MICU to CVICU tips?

Specialties CCU

Published

Specializes in ICU.

I've worked as a MICU nurse since I graduated 3 years ago with a little travel experience peppered in, but want a change, and hope to apply to CRNA school. I just got hired at a great academic CVICU and am so excited! Any advice from ICU RN's who have transitioned to CV, or known those who have? I've taken super critical MICU patients & done a bit of SICU, but the land of ECMO, VADs, (occasionally) cracking chests at the bedside, etc seems wild. What are your unique priorities and what do you wish you'd known? I'm solid on walking people w/ multiple chest tubes, but the immediate postop period's all new. Thanks in advance :) 

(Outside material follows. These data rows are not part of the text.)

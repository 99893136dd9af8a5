//! Command-line interface definition using clap.
//!
//! This module defines:
//! - [`Args`] - CLI argument structure (for use with clap)
//! - [`OutputFormat`] - Output format options
//! - [`UnitArg`] - Histogram time unit options
//!
//! `Args` converts into the library's own configuration types, so the binary
//! holds no histogram logic:
//!
//! ```rust
//! use clap::Parser;
//! use chatgram::cli::Args;
//! use chatgram::core::histogram::{FillMode, TimeUnit};
//!
//! let args = Args::parse_from(["chatgram", "result.json", "-u", "month", "--sparse"]);
//! let config = args.histogram_config();
//!
//! assert_eq!(config.unit, TimeUnit::Month);
//! assert_eq!(config.fill, FillMode::Sparse);
//! ```

use clap::{Parser, ValueEnum};
use serde::{Deserialize, Serialize};

use crate::config::HistogramConfig;
use crate::core::filter::{ChatSelection, DateRange};
use crate::core::histogram::TimeUnit;
use crate::error::Result;

/// Output path used when `-o` is not given.
pub const DEFAULT_OUTPUT: &str = "histogram.csv";

/// Count messages per day, month or year in a Telegram export
/// and write one histogram series per chat.
#[derive(Parser, Debug, Clone)]
#[command(name = "chatgram")]
#[command(version, about, long_about = None)]
#[command(after_help = "EXAMPLES:
    chatgram result.json
    chatgram result.json -u month -o monthly.csv
    chatgram result.json --from 2024-01-01 --to 2024-06-30 --chat Family
    chatgram result.json -f json --sparse
    chatgram result.json --summary")]
pub struct Args {
    /// Path to the Telegram export (result.json)
    pub input: String,

    /// Path to output file
    #[arg(short, long, default_value = DEFAULT_OUTPUT)]
    pub output: String,

    /// Output format
    #[arg(short, long, value_enum, default_value = "csv")]
    pub format: OutputFormat,

    /// Histogram time unit
    #[arg(short, long, value_enum, default_value = "auto")]
    pub unit: UnitArg,

    /// Omit buckets without messages
    #[arg(long)]
    pub sparse: bool,

    /// First day to include (YYYY-MM-DD), defaults to the oldest message
    #[arg(long, value_name = "DATE")]
    pub from: Option<String>,

    /// Last day to include (YYYY-MM-DD), defaults to the newest message
    #[arg(long, value_name = "DATE")]
    pub to: Option<String>,

    /// Only include this chat (repeatable)
    #[arg(long = "chat", value_name = "NAME")]
    pub chats: Vec<String>,

    /// Print the import summary without writing a file
    #[arg(long)]
    pub summary: bool,

    /// Increase log verbosity (-v, -vv, -vvv)
    #[arg(short, long, action = clap::ArgAction::Count)]
    pub verbose: u8,
}

impl Args {
    /// Histogram settings from `--unit` and `--sparse`.
    pub fn histogram_config(&self) -> HistogramConfig {
        HistogramConfig::new()
            .with_unit(self.unit.into())
            .with_sparse(self.sparse)
    }

    /// Date range from `--from` and `--to`.
    pub fn date_range(&self) -> Result<DateRange> {
        let mut range = DateRange::new();
        if let Some(ref from) = self.from {
            range = range.with_from(from)?;
        }
        if let Some(ref to) = self.to {
            range = range.with_to(to)?;
        }
        Ok(range)
    }

    /// Chat selection from `--chat`.
    pub fn selection(&self) -> ChatSelection {
        if self.chats.is_empty() {
            ChatSelection::all()
        } else {
            ChatSelection::only(self.chats.iter().cloned())
        }
    }

    /// Output path; a default path takes the extension of the format.
    pub fn output_path(&self) -> String {
        if self.output != DEFAULT_OUTPUT {
            return self.output.clone();
        }
        let format: crate::format::OutputFormat = self.format.into();
        format!("histogram.{}", format.extension())
    }
}

/// Output format options.
///
/// - [`Csv`](OutputFormat::Csv) - One row per bucket, semicolon delimiter
/// - [`Json`](OutputFormat::Json) - Array of series, for web charting
/// - [`Jsonl`](OutputFormat::Jsonl) - One series per line
#[derive(Debug, Clone, Copy, PartialEq, Eq, Hash, ValueEnum, Default, Serialize, Deserialize)]
#[serde(rename_all = "lowercase")]
pub enum OutputFormat {
    /// CSV with semicolon delimiter (default)
    #[default]
    Csv,

    /// JSON array of series
    Json,

    /// JSON Lines - one series per line
    #[value(alias = "ndjson")]
    Jsonl,
}

impl std::fmt::Display for OutputFormat {
    fn fmt(&self, f: &mut std::fmt::Formatter<'_>) -> std::fmt::Result {
        crate::format::OutputFormat::from(*self).fmt(f)
    }
}

// Conversion to library format type
impl From<OutputFormat> for crate::format::OutputFormat {
    fn from(format: OutputFormat) -> crate::format::OutputFormat {
        match format {
            OutputFormat::Csv => crate::format::OutputFormat::Csv,
            OutputFormat::Json => crate::format::OutputFormat::Json,
            OutputFormat::Jsonl => crate::format::OutputFormat::Jsonl,
        }
    }
}

/// Histogram time unit options.
#[derive(Debug, Clone, Copy, PartialEq, Eq, Hash, ValueEnum, Default, Serialize, Deserialize)]
#[serde(rename_all = "lowercase")]
pub enum UnitArg {
    /// Pick day, month or year from the width of the range
    #[default]
    #[value(alias = "automatic")]
    Auto,
    Day,
    Month,
    Year,
}

impl From<UnitArg> for TimeUnit {
    fn from(unit: UnitArg) -> TimeUnit {
        match unit {
            UnitArg::Auto => TimeUnit::Automatic,
            UnitArg::Day => TimeUnit::Day,
            UnitArg::Month => TimeUnit::Month,
            UnitArg::Year => TimeUnit::Year,
        }
    }
}
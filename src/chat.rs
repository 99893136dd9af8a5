//! Chat type: a named, ordered sequence of messages.

use chrono::NaiveDateTime;
use serde::{Deserialize, Serialize};

use crate::Message;

/// An immutable chat.
///
/// Messages keep the order they had in the export. The list is copied in at
/// construction and only ever handed out as a slice.
///
/// ```
/// use chatgram::{Chat, Message};
/// use chrono::NaiveDate;
///
/// let ts = NaiveDate::from_ymd_opt(2024, 1, 15).unwrap().and_hms_opt(9, 0, 0).unwrap();
/// let chat = Chat::new("Family", vec![Message::new("Mom", "Dinner at 7", ts)]);
///
/// assert_eq!(chat.name(), "Family");
/// assert_eq!(chat.len(), 1);
/// ```
#[derive(Debug, Clone, PartialEq, Eq, Hash, Serialize, Deserialize)]
pub struct Chat {
    name: String,
    messages: Vec<Message>,
}

impl Chat {
    /// Creates a chat from its name and messages.
    pub fn new(name: impl Into<String>, messages: impl Into<Vec<Message>>) -> Self {
        Self {
            name: name.into(),
            messages: messages.into(),
        }
    }

    /// Returns the chat name.
    pub fn name(&self) -> &str {
        &self.name
    }

    /// Returns the messages in export order.
    pub fn messages(&self) -> &[Message] {
        &self.messages
    }

    /// Returns an iterator over the messages.
    pub fn iter(&self) -> std::slice::Iter<'_, Message> {
        self.messages.iter()
    }

    /// Returns the number of messages.
    pub fn len(&self) -> usize {
        self.messages.len()
    }

    /// Returns `true` if the chat has no messages.
    pub fn is_empty(&self) -> bool {
        self.messages.is_empty()
    }

    /// Earliest message timestamp in this chat.
    ///
    /// Exports are chronological, but this does not rely on it.
    pub fn first_timestamp(&self) -> Option<NaiveDateTime> {
        self.messages.iter().map(Message::timestamp).min()
    }

    /// Latest message timestamp in this chat.
    pub fn last_timestamp(&self) -> Option<NaiveDateTime> {
        self.messages.iter().map(Message::timestamp).max()
    }
}

impl<'a> IntoIterator for &'a Chat {
    type Item = &'a Message;
    type IntoIter = std::slice::Iter<'a, Message>;

    fn into_iter(self) -> Self::IntoIter {
        self.messages.iter()
    }
}
//! Output format types for chatgram.
//!
//! These types don't depend on CLI frameworks and can be used from library
//! code directly.
//!
//! # Example
//!
//! ```rust
//! # #[cfg(all(feature = "csv-output", feature = "json-output"))]
//! # fn example() -> chatgram::Result<()> {
//! use chatgram::format::{OutputFormat, write_to_format};
//! use chatgram::core::histogram::HistogramSeries;
//!
//! let series: Vec<HistogramSeries> = Vec::new();
//!
//! // Write using format enum
//! write_to_format(&series, "histogram.csv", OutputFormat::Csv)?;
//!
//! // Or use format detection from extension
//! let format = OutputFormat::from_path("histogram.jsonl")?;
//! assert_eq!(format, OutputFormat::Jsonl);
//! # Ok(())
//! # }
//! ```

use std::path::Path;

use serde::{Deserialize, Serialize};

use crate::core::histogram::HistogramSeries;
use crate::error::ChatgramError;

/// Output format for histogram series.
///
/// ```rust
/// use chatgram::format::OutputFormat;
/// use std::str::FromStr;
///
/// let format = OutputFormat::from_str("jsonl").unwrap();
/// assert_eq!(format, OutputFormat::Jsonl);
/// assert_eq!(format.extension(), "jsonl");
/// ```
#[derive(Debug, Clone, Copy, PartialEq, Eq, Hash, Default, Serialize, Deserialize)]
#[serde(rename_all = "lowercase")]
#[non_exhaustive]
pub enum OutputFormat {
    /// CSV with semicolon delimiter, one row per bucket (default)
    #[default]
    Csv,

    /// JSON array of series
    Json,

    /// JSON Lines, one series per line
    Jsonl,
}

impl OutputFormat {
    /// Returns the file extension for this format (without dot).
    pub fn extension(&self) -> &'static str {
        match self {
            OutputFormat::Csv => "csv",
            OutputFormat::Json => "json",
            OutputFormat::Jsonl => "jsonl",
        }
    }

    /// Name of the cargo feature that enables this format's writer.
    pub fn feature(&self) -> &'static str {
        match self {
            OutputFormat::Csv => "csv-output",
            OutputFormat::Json | OutputFormat::Jsonl => "json-output",
        }
    }

    /// Detects format from a file path based on extension.
    ///
    /// ```rust
    /// use chatgram::format::OutputFormat;
    ///
    /// let format = OutputFormat::from_path("out/histogram.json").unwrap();
    /// assert_eq!(format, OutputFormat::Json);
    /// ```
    pub fn from_path(path: impl AsRef<Path>) -> Result<Self, ChatgramError> {
        let ext = path
            .as_ref()
            .extension()
            .and_then(|e| e.to_str())
            .unwrap_or("")
            .to_lowercase();

        match ext.as_str() {
            "csv" => Ok(OutputFormat::Csv),
            "json" => Ok(OutputFormat::Json),
            "jsonl" | "ndjson" => Ok(OutputFormat::Jsonl),
            _ => Err(ChatgramError::invalid_format(
                "output",
                format!("Unknown file extension: '.{ext}'. Expected one of: csv, json, jsonl"),
            )),
        }
    }
}

impl std::fmt::Display for OutputFormat {
    fn fmt(&self, f: &mut std::fmt::Formatter<'_>) -> std::fmt::Result {
        match self {
            OutputFormat::Csv => write!(f, "CSV"),
            OutputFormat::Json => write!(f, "JSON"),
            OutputFormat::Jsonl => write!(f, "JSONL"),
        }
    }
}

impl std::str::FromStr for OutputFormat {
    type Err = ChatgramError;

    fn from_str(s: &str) -> Result<Self, Self::Err> {
        match s.to_lowercase().as_str() {
            "csv" => Ok(OutputFormat::Csv),
            "json" => Ok(OutputFormat::Json),
            "jsonl" | "ndjson" => Ok(OutputFormat::Jsonl),
            _ => Err(ChatgramError::invalid_format(
                "output",
                format!("Unknown format: '{s}'. Expected one of: csv, json, jsonl, ndjson"),
            )),
        }
    }
}

fn feature_disabled(format: OutputFormat) -> ChatgramError {
    ChatgramError::invalid_format(
        "output",
        format!(
            "Output format {} requires the '{}' feature to be enabled",
            format,
            format.feature()
        ),
    )
}

/// Writes series to a file in the specified format.
///
/// # Errors
///
/// Returns an error if:
/// - The required feature for the format is not enabled
/// - The file cannot be written
#[allow(unused_variables)]
pub fn write_to_format(
    series: &[HistogramSeries],
    path: impl AsRef<Path>,
    format: OutputFormat,
) -> Result<(), ChatgramError> {
    match format {
        #[cfg(feature = "csv-output")]
        OutputFormat::Csv => crate::core::output::write_csv(series, path),
        #[cfg(feature = "json-output")]
        OutputFormat::Json => crate::core::output::write_json(series, path),
        #[cfg(feature = "json-output")]
        OutputFormat::Jsonl => crate::core::output::write_jsonl(series, path),
        #[allow(unreachable_patterns)]
        _ => Err(feature_disabled(format)),
    }
}

/// Converts series to a string in the specified format.
#[allow(unused_variables)]
pub fn to_format_string(
    series: &[HistogramSeries],
    format: OutputFormat,
) -> Result<String, ChatgramError> {
    match format {
        #[cfg(feature = "csv-output")]
        OutputFormat::Csv => crate::core::output::to_csv(series),
        #[cfg(feature = "json-output")]
        OutputFormat::Json => crate::core::output::to_json(series),
        #[cfg(feature = "json-output")]
        OutputFormat::Jsonl => crate::core::output::to_jsonl(series),
        #[allow(unreachable_patterns)]
        _ => Err(feature_disabled(format)),
    }
}

#[cfg(test)]
mod tests {
    use super::*;
    use std::str::FromStr;

    #[test]
    fn test_format_from_str() {
        assert_eq!(OutputFormat::from_str("csv").unwrap(), OutputFormat::Csv);
        assert_eq!(OutputFormat::from_str("json").unwrap(), OutputFormat::Json);
        assert_eq!(OutputFormat::from_str("jsonl").unwrap(), OutputFormat::Jsonl);
        assert_eq!(OutputFormat::from_str("ndjson").unwrap(), OutputFormat::Jsonl);
        assert_eq!(OutputFormat::from_str("CSV").unwrap(), OutputFormat::Csv);
        assert!(OutputFormat::from_str("png").unwrap_err().is_invalid_format());
    }

    #[test]
    fn test_format_from_str_lists_accepted_names() {
        let err = OutputFormat::from_str("xml").unwrap_err();
        assert!(err.to_string().contains("'xml'"));
        assert!(err.to_string().contains("csv, json, jsonl, ndjson"));
    }

    #[test]
    fn test_format_display() {
        assert_eq!(OutputFormat::Csv.to_string(), "CSV");
        assert_eq!(OutputFormat::Json.to_string(), "JSON");
        assert_eq!(OutputFormat::Jsonl.to_string(), "JSONL");
    }

    #[test]
    fn test_format_from_path() {
        assert_eq!(OutputFormat::from_path("histogram.csv").unwrap(), OutputFormat::Csv);
        assert_eq!(OutputFormat::from_path("a/b.ndjson").unwrap(), OutputFormat::Jsonl);
        assert_eq!(OutputFormat::from_path("/path/to/file.JSON").unwrap(), OutputFormat::Json);
        assert!(OutputFormat::from_path("histogram.png").is_err());
        assert!(OutputFormat::from_path("histogram").is_err());
    }

    #[test]
    fn test_format_features() {
        assert_eq!(OutputFormat::Csv.feature(), "csv-output");
        assert_eq!(OutputFormat::Jsonl.feature(), "json-output");
        assert_eq!(OutputFormat::default(), OutputFormat::Csv);
    }

    #[test]
    fn test_format_serde() {
        assert_eq!(serde_json::to_string(&OutputFormat::Jsonl).unwrap(), "\"jsonl\"");
        let parsed: OutputFormat = serde_json::from_str("\"csv\"").unwrap();
        assert_eq!(parsed, OutputFormat::Csv);
    }

    #[cfg(all(feature = "csv-output", feature = "json-output"))]
    #[test]
    fn test_to_format_string_dispatch() {
        let empty: Vec<HistogramSeries> = Vec::new();
        assert!(to_format_string(&empty, OutputFormat::Csv).unwrap().starts_with("Chat;Unit"));
        assert_eq!(to_format_string(&empty, OutputFormat::Json).unwrap(), "[]");
        assert_eq!(to_format_string(&empty, OutputFormat::Jsonl).unwrap(), "");
    }
}
//! Configuration types for histogram building.
//!
//! This module provides plain configuration structs for library usage,
//! without any CLI framework dependencies.
//!
//! # Example
//!
//! ```rust
//! use chatgram::config::HistogramConfig;
//! use chatgram::core::histogram::{FillMode, TimeUnit};
//!
//! let config = HistogramConfig::new()
//!     .with_unit(TimeUnit::Month)
//!     .with_fill(FillMode::Sparse);
//!
//! assert_eq!(config.unit, TimeUnit::Month);
//! ```

use serde::{Deserialize, Serialize};

use crate::core::histogram::{FillMode, TimeUnit};

/// Configuration for [`build_series`](crate::core::histogram::build_series).
///
/// The automatic unit buckets by day for ranges shorter than `day_limit`
/// days, by month for ranges shorter than `month_limit` days, and by year
/// otherwise.
#[derive(Debug, Clone, Copy, PartialEq, Eq, Serialize, Deserialize)]
#[serde(default)]
pub struct HistogramConfig {
    /// Requested time unit (default: automatic)
    pub unit: TimeUnit,

    /// Whether empty buckets are emitted (default: dense)
    pub fill: FillMode,

    /// Ranges shorter than this many days use daily buckets (default: 150)
    pub day_limit: i64,

    /// Ranges shorter than this many days use monthly buckets (default: 1825)
    pub month_limit: i64,
}

impl Default for HistogramConfig {
    fn default() -> Self {
        Self {
            unit: TimeUnit::Automatic,
            fill: FillMode::Dense,
            day_limit: 5 * 30,
            month_limit: 5 * 365,
        }
    }
}

impl HistogramConfig {
    /// Creates a new configuration with default values.
    pub fn new() -> Self {
        Self::default()
    }

    /// Sets the time unit.
    #[must_use]
    pub fn with_unit(mut self, unit: TimeUnit) -> Self {
        self.unit = unit;
        self
    }

    /// Sets the fill mode.
    #[must_use]
    pub fn with_fill(mut self, fill: FillMode) -> Self {
        self.fill = fill;
        self
    }

    /// Shorthand for `with_fill(FillMode::Sparse)` when `sparse` is true.
    #[must_use]
    pub fn with_sparse(self, sparse: bool) -> Self {
        self.with_fill(if sparse { FillMode::Sparse } else { FillMode::Dense })
    }

    /// Sets the span limits used by the automatic unit, in days.
    #[must_use]
    pub fn with_automatic_limits(mut self, day_limit: i64, month_limit: i64) -> Self {
        self.day_limit = day_limit;
        self.month_limit = month_limit;
        self
    }
}
use std::fmt;
use std::sync::Arc;
use parking_lot::{Condvar, Mutex};
use tokio::sync::RwLock;
use crate::error::{CoachError, Result};

/// Identifies one worker slot, and therefore the worker bound to it.
#[derive(Debug, Clone, Copy, PartialEq, Eq, Hash, PartialOrd, Ord)]
pub struct SlotId(pub usize);

impl fmt::Display for SlotId {
    fn fmt(&self, f: &mut fmt::Formatter<'_>) -> fmt::Result {
        write!(f, "slot-{}", self.0)
    }
}

/// Fixed buffer geometry of every slot.
///
/// The input buffer is laid out `(batch, rows, cols)`, the policy buffer
/// `(batch, actions)` and the value buffer `(batch, 1)`, all row-major.
#[derive(Debug, Clone, Copy, PartialEq, Eq)]
pub struct SlotShape {
    pub batch: usize,
    pub rows: usize,
    pub cols: usize,
    pub actions: usize,
}

impl SlotShape {
    pub fn new(batch: usize, rows: usize, cols: usize, actions: usize) -> Self {
        Self { batch, rows, cols, actions }
    }

    /// Number of values describing a single board.
    pub fn state_len(&self) -> usize {
        self.rows * self.cols
    }

    pub fn input_len(&self) -> usize {
        self.batch * self.state_len()
    }

    pub fn policy_len(&self) -> usize {
        self.batch * self.actions
    }

    pub fn value_len(&self) -> usize {
        self.batch
    }
}

/// Observable state of a [`SlotEvent`].
#[derive(Debug, Clone, Copy, PartialEq, Eq)]
pub enum EventState {
    /// No result is waiting for the worker.
    Pending,
    /// The server wrote results and the worker has not consumed them yet.
    Ready,
    /// The run is being torn down; waiters are released with [`CoachError::Aborted`].
    Closed,
}

/// Binary event owned by one slot: set by the server, consumed by the worker.
pub struct SlotEvent {
    state: Mutex<EventState>,
    condvar: Condvar,
}

impl SlotEvent {
    pub fn new() -> Self {
        Self {
            state: Mutex::new(EventState::Pending),
            condvar: Condvar::new(),
        }
    }

    pub fn state(&self) -> EventState {
        *self.state.lock()
    }

    pub fn is_ready(&self) -> bool {
        self.state() == EventState::Ready
    }

    /// Moves the event from `Pending` to `Ready` and wakes the worker.
    ///
    /// Returns `false` when the event was not pending, which means the slot
    /// still holds an unconsumed result (or the run is closing).
    pub fn set(&self) -> bool {
        let mut state = self.state.lock();
        if *state != EventState::Pending {
            return false;
        }
        *state = EventState::Ready;
        self.condvar.notify_all();
        true
    }

    /// Blocks the calling thread until the event is ready, then consumes it.
    ///
    /// Must only be called from a blocking worker thread.
    pub fn wait(&self) -> Result<()> {
        let mut state = self.state.lock();
        loop {
            match *state {
                EventState::Ready => {
                    *state = EventState::Pending;
                    return Ok(());
                }
                EventState::Closed => return Err(CoachError::Aborted),
                EventState::Pending => self.condvar.wait(&mut state),
            }
        }
    }

    /// Releases every waiter with [`CoachError::Aborted`] until the next reset.
    pub fn close(&self) {
        *self.state.lock() = EventState::Closed;
        self.condvar.notify_all();
    }

    pub fn reset(&self) {
        *self.state.lock() = EventState::Pending;
    }
}

impl Default for SlotEvent {
    fn default() -> Self {
        Self::new()
    }
}

impl fmt::Debug for SlotEvent {
    fn fmt(&self, f: &mut fmt::Formatter<'_>) -> fmt::Result {
        f.debug_struct("SlotEvent").field("state", &self.state()).finish()
    }
}

/// A worker's dedicated channel to the evaluator.
///
/// Buffers are allocated once and reused for every iteration of a run. Each
/// buffer has a single writer at any time: the worker writes `input`, the
/// server writes `policy` and `value`, and the event handshake orders the two.
#[derive(Debug)]
pub struct WorkerSlot {
    id: SlotId,
    shape: SlotShape,
    input: RwLock<Box<[f32]>>,
    policy: RwLock<Box<[f32]>>,
    value: RwLock<Box<[f32]>>,
    event: SlotEvent,
}

impl WorkerSlot {
    pub fn new(id: SlotId, shape: SlotShape) -> Self {
        Self {
            id,
            shape,
            input: RwLock::new(zeroed(shape.input_len())),
            policy: RwLock::new(zeroed(shape.policy_len())),
            value: RwLock::new(zeroed(shape.value_len())),
            event: SlotEvent::new(),
        }
    }

    pub fn id(&self) -> SlotId {
        self.id
    }

    pub fn shape(&self) -> SlotShape {
        self.shape
    }

    pub fn input(&self) -> &RwLock<Box<[f32]>> {
        &self.input
    }

    pub fn policy(&self) -> &RwLock<Box<[f32]>> {
        &self.policy
    }

    pub fn value(&self) -> &RwLock<Box<[f32]>> {
        &self.value
    }

    pub fn event(&self) -> &SlotEvent {
        &self.event
    }

    /// Returns the event to `Pending` between iterations. Buffers keep their contents.
    pub fn reset(&self) {
        self.event.reset();
    }
}

/// Allocates one slot per worker.
pub fn allocate_slots(count: usize, shape: SlotShape) -> Vec<Arc<WorkerSlot>> {
    (0..count)
        .map(|idx| Arc::new(WorkerSlot::new(SlotId(idx), shape)))
        .collect()
}

fn zeroed(len: usize) -> Box<[f32]> {
    vec![0.0; len].into_boxed_slice()
}

#[cfg(test)]
mod tests {
    use super::*;
    use std::thread;
    use std::time::Duration;

    fn shape() -> SlotShape {
        SlotShape::new(2, 3, 3, 10)
    }

    #[test]
    fn test_slot_buffers_follow_shape() {
        let slot = WorkerSlot::new(SlotId(4), shape());

        assert_eq!(slot.id(), SlotId(4));
        assert_eq!(slot.input().blocking_read().len(), 18);
        assert_eq!(slot.policy().blocking_read().len(), 20);
        assert_eq!(slot.value().blocking_read().len(), 2);
        assert_eq!(slot.event().state(), EventState::Pending);
    }

    #[test]
    fn test_set_only_succeeds_from_pending() {
        let event = SlotEvent::new();

        assert!(event.set());
        assert!(event.is_ready());
        // a second set without the worker consuming is a double service
        assert!(!event.set());

        event.wait().unwrap();
        assert_eq!(event.state(), EventState::Pending);
        assert!(event.set());
    }

    #[test]
    fn test_wait_blocks_until_set() {
        let event = Arc::new(SlotEvent::new());
        let waiter = {
            let event = event.clone();
            thread::spawn(move || event.wait())
        };

        thread::sleep(Duration::from_millis(50));
        assert!(!waiter.is_finished());

        assert!(event.set());
        waiter.join().unwrap().unwrap();
        assert_eq!(event.state(), EventState::Pending);
    }

    #[test]
    fn test_close_releases_waiters() {
        let event = Arc::new(SlotEvent::new());
        let waiters = (0..3)
            .map(|_| {
                let event = event.clone();
                thread::spawn(move || event.wait())
            })
            .collect::<Vec<_>>();

        thread::sleep(Duration::from_millis(50));
        event.close();

        for waiter in waiters {
            assert!(matches!(waiter.join().unwrap(), Err(CoachError::Aborted)));
        }
        assert!(!event.set());
    }

    #[test]
    fn test_reset_matches_fresh_slot() {
        let fresh = WorkerSlot::new(SlotId(0), shape());
        let used = WorkerSlot::new(SlotId(0), shape());

        used.input().blocking_write()[0] = 7.0;
        assert!(used.event().set());
        used.reset();
        assert_eq!(used.event().state(), fresh.event().state());

        used.event().close();
        used.reset();
        assert_eq!(used.event().state(), fresh.event().state());
        assert_eq!(used.shape(), fresh.shape());
        assert_eq!(used.input().blocking_read().len(), fresh.input().blocking_read().len());
        // buffers survive reset untouched
        assert_eq!(used.input().blocking_read()[0], 7.0);
    }

    #[test]
    fn test_allocate_slots_assigns_sequential_ids() {
        let slots = allocate_slots(3, shape());
        let ids = slots.iter().map(|slot| slot.id()).collect::<Vec<_>>();
        assert_eq!(ids, vec![SlotId(0), SlotId(1), SlotId(2)]);
        assert_eq!(SlotId(2).to_string(), "slot-2");
    }
}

Specializes in Nurse Anesthesiology.

The most important thing I find many RNs lack in the ICU is simple physiology.  Read read read up on physiology.  Anything new can be overwhelming but if you understand the basics it will really help you understand and bring it all together.  Find a good physiology book and read up on cardiovascular and respiratory physiology.  When you can explain how for example normal oxygen consumption and delivery works and how intrathoracic pressures change everything else you do will start to make sense.  Also understand the drugs you use on a daily basis in the ICU so you can make sense of why things are being done.  Levo, Epi, Milrinone, NTG, etc.

 

Specializes in CTICU.

Also if you'll have fresh postops, make sure you know the consequences of cardiopulmonary bypass and you will understand what you see in your postops a lot more easily. Agree regarding reviewing anatomy and physiology. Knowing which valve is where, what preload/afterload/contractility is, and which receptors your drugs work on will be a huge headstart.